Sebuah kapal bantuan kemanusiaan yang mengangkut rombongan aktivis internasional, termasuk Greta Thunberg, telah ditarik paksa ke pelabuhan Ashdod, Israel, pada Senin (9/6/2025). Pencegatan kapal ini terjadi di perairan internasional saat sedang berlayar menuju Jalur Gaza.
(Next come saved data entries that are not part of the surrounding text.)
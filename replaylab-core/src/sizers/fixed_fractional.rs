//! Fixed-fractional risk sizer with a leverage cap.

use super::{Sizer, SizingRequest};

/// Risk a fixed fraction of equity between entry and stop, costs included.
///
/// # Formula
/// ```text
/// max_loss = equity * risk_fraction
/// raw      = max_loss / (stop_distance_pct + 2 * cost_rate)
/// notional = min(raw, equity * max_leverage)
/// ```
///
/// # Example
/// - Equity: 10,000, risk 1% (100)
/// - Stop distance 1%, cost 0.05% per side
/// - raw = 100 / 0.011 = 9,090.9; cap at 3x = 30,000 → 9,090.9
#[derive(Debug, Clone, Copy, Default)]
pub struct FixedFractionalSizer;

impl Sizer for FixedFractionalSizer {
    fn size(&self, request: &SizingRequest) -> f64 {
        fixed_fractional_notional(
            request.equity,
            request.risk_fraction,
            request.stop_distance_pct,
            request.cost_rate,
            request.max_leverage,
        )
    }

    fn name(&self) -> &str {
        "fixed_fractional"
    }
}

/// Free-function form of [`FixedFractionalSizer`].
///
/// Returns 0.0 for non-positive equity, a non-positive risk denominator, or
/// any non-finite input.
pub fn fixed_fractional_notional(
    equity: f64,
    risk_fraction: f64,
    stop_distance_pct: f64,
    cost_rate: f64,
    max_leverage: f64,
) -> f64 {
    let inputs = [equity, risk_fraction, stop_distance_pct, cost_rate, max_leverage];
    if inputs.iter().any(|v| !v.is_finite()) || equity <= 0.0 {
        return 0.0;
    }
    let denom = stop_distance_pct + 2.0 * cost_rate;
    if denom <= 0.0 {
        return 0.0;
    }
    let max_loss = equity * risk_fraction;
    let raw = max_loss / denom;
    raw.min(equity * max_leverage).max(0.0)
}

#[cfg(test)]
mod tests {
    use super::*;

    #[test]
    fn worked_example() {
        let n = fixed_fractional_notional(10_000.0, 0.01, 0.01, 0.0005, 3.0);
        assert!((n - 9_090.909_090).abs() < 1e-3);
    }

    #[test]
    fn leverage_cap_binds_on_tight_stops() {
        let n = fixed_fractional_notional(10_000.0, 0.02, 0.001, 0.0, 2.0);
        assert_eq!(n, 20_000.0);
    }

    #[test]
    fn zero_equity_sizes_to_zero() {
        assert_eq!(fixed_fractional_notional(0.0, 0.01, 0.01, 0.0, 3.0), 0.0);
        assert_eq!(fixed_fractional_notional(-5.0, 0.01, 0.01, 0.0, 3.0), 0.0);
    }

    #[test]
    fn degenerate_denominator_sizes_to_zero() {
        assert_eq!(fixed_fractional_notional(1000.0, 0.01, 0.0, 0.0, 3.0), 0.0);
        assert_eq!(fixed_fractional_notional(1000.0, 0.01, f64::NAN, 0.0, 3.0), 0.0);
    }
}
Kapal yang dinamai Madleen tersebut diketahui bertolak dari Sisilia, Italia, pada 1 Juni 2025, dengan membawa belasan aktivis internasional. Insiden ini sontak memicu gelombang kecaman dari berbagai pihak, termasuk kelompok penyelenggara misi dan sejumlah pakar hukum internasional, yang secara tegas menuding Israel telah melanggar hukum internasional. Para aktivis yang berada di dalamnya kini menghadapi penahanan dan kemungkinan deportasi.
Koalisi Freedom Flotilla Coalition (FFC), sebagai penggagas misi kemanusiaan ini, menyatakan bahwa kapal mereka disita pada Senin sekitar pukul 04.02 pagi waktu setempat. Lokasi penyitaan berada sekitar 200 kilometer (120 mil) dari lepas pantai Gaza, dengan kapal tersebut tiba di Ashdod pada malam harinya. Misi ini sendiri diluncurkan untuk menarik perhatian dunia terhadap krisis kelaparan yang semakin mengancam di Jalur Gaza.
FFC sebelumnya merilis sebuah video yang direkam dari kapal, memperlihatkan momen ketika pasukan Israel menaiki kapal dan disebut “menculik” para aktivis, tampak tangan mereka terangkat. Selain Greta Thunberg, aktivis iklim yang dikenal luas, kapal itu juga mengangkut anggota Parlemen Eropa asal Prancis, Rima Hassan, di antara para aktivis lainnya. Huwaida Arraf, salah satu petinggi FFC, menyatakan kepada Al Jazeera bahwa belum ada kontak yang terjalin dengan para aktivis sejak mereka ditahan pada Senin dini hari.
“Kami memiliki pengacara yang siap sedia dan akan menuntut untuk mendapatkan akses kepada mereka malam ini—sesegera mungkin,” ujar Arraf. Ia menambahkan bahwa kapal Madleen berlayar di bawah bendera Inggris ketika direbut paksa oleh pasukan komando Israel. “Jadi Israel memasuki perairan internasional dan menyerang wilayah kedaulatan Inggris, yang jelas-jelas melanggar hukum,” tegasnya.
Pusat hukum Palestina, Adalah, yang menjadi kuasa hukum para aktivis, menegaskan bahwa Israel tidak memiliki kewenangan hukum untuk mengambil alih kapal tersebut. Mereka berpendapat bahwa kapal itu berada di perairan internasional dan tujuannya bukanlah Israel, melainkan perairan teritorial Negara Palestina. Adalah menyebut penangkapan dua belas aktivis tak bersenjata ini sebagai pelanggaran serius terhadap hukum internasional. Diperkirakan, para aktivis akan ditahan di fasilitas penahanan sebelum kemudian dideportasi.
Francesca Albanese, Pelapor Khusus Perserikatan Bangsa-Bangsa (PBB) untuk wilayah Palestina yang diduduki, turut menyuarakan keprihatinannya. Ia menyatakan, “Israel sama sekali tidak memiliki kewenangan untuk mencegat dan menghentikan kapal seperti ini, yang membawa bantuan kemanusiaan, dan lebih dari segalanya, kemanusiaan, bagi rakyat Gaza.” Sementara itu, Nour Odeh, koresponden Al Jazeera yang melaporkan dari Amman, Yordania, mengungkapkan bahwa para aktivis kemungkinan besar akan dituduh memasuki Israel secara ilegal.
“Para aktivis ini tidak berniat memasuki Israel. Mereka ingin mencapai pesisir Gaza, yang bukan bagian dari Israel,” jelasnya. “Namun, begitulah cara mereka akan diproses, dan mereka akan dideportasi karena hal tersebut.”